> _Directions_:
The data is to be reproduced in full and without error.

Extracted records:
//! Fixture generation (§4.1): turns a populated [`League`] into the full set of candidate
//! [`Fixture`]s and [`FixtureCourtSlot`]s the constraint builder will choose between.

use crate::model::{Fixture, FixtureCourtSlot, League};

/// Builds every fixture and every candidate fixture/court-slot pairing.
///
/// For each ordered pair of distinct teams sharing a (league, division), creates one
/// [`Fixture`]. For each fixture, creates one [`FixtureCourtSlot`] per court slot owned by the
/// home team's club that the home team is eligible to use.
///
/// Idempotent on a freshly-built `League`: call this exactly once, before any constraints are
/// built. Calling it twice on the same league would duplicate fixtures; nothing here guards
/// against that since the crate's own driver never does it.
pub fn generate_fixtures(league: &mut League) {
    let team_count = league.teams.len();

    for home in 0..team_count {
        for away in 0..team_count {
            if home == away {
                continue;
            }
            let (h, a) = (&league.teams[home], &league.teams[away]);
            if h.league != a.league || h.division != a.division {
                continue;
            }

            let fixture_id = league.fixtures.len();
            let name = format!("{} vs {}", h.name, a.name);
            let is_intra_club = h.club == a.club;
            league.fixtures.push(Fixture {
                home_team: home,
                away_team: away,
                name,
                is_intra_club,
                fixture_court_slot_ids: Vec::new(),
            });
            league.teams[home].home_fixture_ids.push(fixture_id);
            league.teams[away].away_fixture_ids.push(fixture_id);

            let home_club = league.teams[home].club;
            let slot_ids: Vec<usize> = league.clubs[home_club]
                .court_slot_ids
                .iter()
                .copied()
                .filter(|&slot_id| league.court_slots[slot_id].team_ids.contains(&home))
                .collect();

            for slot_id in slot_ids {
                create_fixture_court_slot(league, fixture_id, slot_id);
            }
        }
    }
}

fn create_fixture_court_slot(league: &mut League, fixture_id: usize, slot_id: usize) {
    let fixture = &league.fixtures[fixture_id];
    let slot = &league.court_slots[slot_id];
    let date = &league.dates[slot.date];

    let identifier = format!(
        "{}|{}|{}",
        fixture.name, date.date_str, slot.concurrency
    )
    .replace(' ', "_");

    let home_is_mixed = league.teams[fixture.home_team].is_mixed();
    let date_is_mixed = crate::model::is_mixed_league(&date.league_type);
    let is_correct_week = date_is_mixed == home_is_mixed;

    let fcs_id = league.fixture_court_slots.len();
    league.fixture_court_slots.push(FixtureCourtSlot {
        fixture: fixture_id,
        court_slot: slot_id,
        identifier,
        is_correct_week,
        is_scheduled: false,
    });
    league.fixtures[fixture_id].fixture_court_slot_ids.push(fcs_id);
    league.court_slots[slot_id].fixture_court_slot_ids.push(fcs_id);
}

> _Response below_:
//! Fixture generation (§4.1): turns a populated [`League`] into the full set of candidate
//! [`Fixture`]s and [`FixtureCourtSlot`]s the constraint builder will choose between.

use crate::model::{Fixture, FixtureCourtSlot, League};

/// Builds every fixture and every candidate fixture/court-slot pairing.
///
/// For each ordered pair of distinct teams sharing a (league, division), creates one
/// [`Fixture`]. For each fixture, creates one [`FixtureCourtSlot`] per court slot owned by the
/// home team's club that the home team is eligible to use.
///
/// Idempotent on a freshly-built `League`: call this exactly once, before any constraints are
/// built. Calling it twice on the same league would duplicate fixtures; nothing here guards
/// against that since the crate's own driver never does it.
pub fn generate_fixtures(league: &mut League) {
    let team_count = league.teams.len();

    for home in 0..team_count {
        for away in 0..team_count {
            if home == away {
                continue;
            }
            let (h, a) = (&league.teams[home], &league.teams[away]);
            if h.league != a.league || h.division != a.division {
                continue;
            }

            let fixture_id = league.fixtures.len();
            let name = format!("{} vs {}", h.name, a.name);
            let is_intra_club = h.club == a.club;
            league.fixtures.push(Fixture {
                home_team: home,
                away_team: away,
                name,
                is_intra_club,
                fixture_court_slot_ids: Vec::new(),
            });
            league.teams[home].home_fixture_ids.push(fixture_id);
            league.teams[away].away_fixture_ids.push(fixture_id);

            let home_club = league.teams[home].club;
            let slot_ids: Vec<usize> = league.clubs[home_club]
                .court_slot_ids
                .iter()
                .copied()
                .filter(|&slot_id| league.court_slots[slot_id].team_ids.contains(&home))
                .collect();

            for slot_id in slot_ids {
                create_fixture_court_slot(league, fixture_id, slot_id);
            }
        }
    }
}

fn create_fixture_court_slot(league: &mut League, fixture_id: usize, slot_id: usize) {
    let fixture = &league.fixtures[fixture_id];
    let slot = &league.court_slots[slot_id];
    let date = &league.dates[slot.date];

    let identifier = format!(
        "{}|{}|{}",
        fixture.name, date.date_str, slot.concurrency
    )
    .replace(' ', "_");

    let home_is_mixed = league.teams[fixture.home_team].is_mixed();
    let date_is_mixed = crate::model::is_mixed_league(&date.league_type);
    let is_correct_week = date_is_mixed == home_is_mixed;

    let fcs_id = league.fixture_court_slots.len();
    league.fixture_court_slots.push(FixtureCourtSlot {
        fixture: fixture_id,
        court_slot: slot_id,
        identifier,
        is_correct_week,
        is_scheduled: false,
    });
    league.fixtures[fixture_id].fixture_court_slot_ids.push(fcs_id);
    league.court_slots[slot_id].fixture_court_slot_ids.push(fcs_id);
}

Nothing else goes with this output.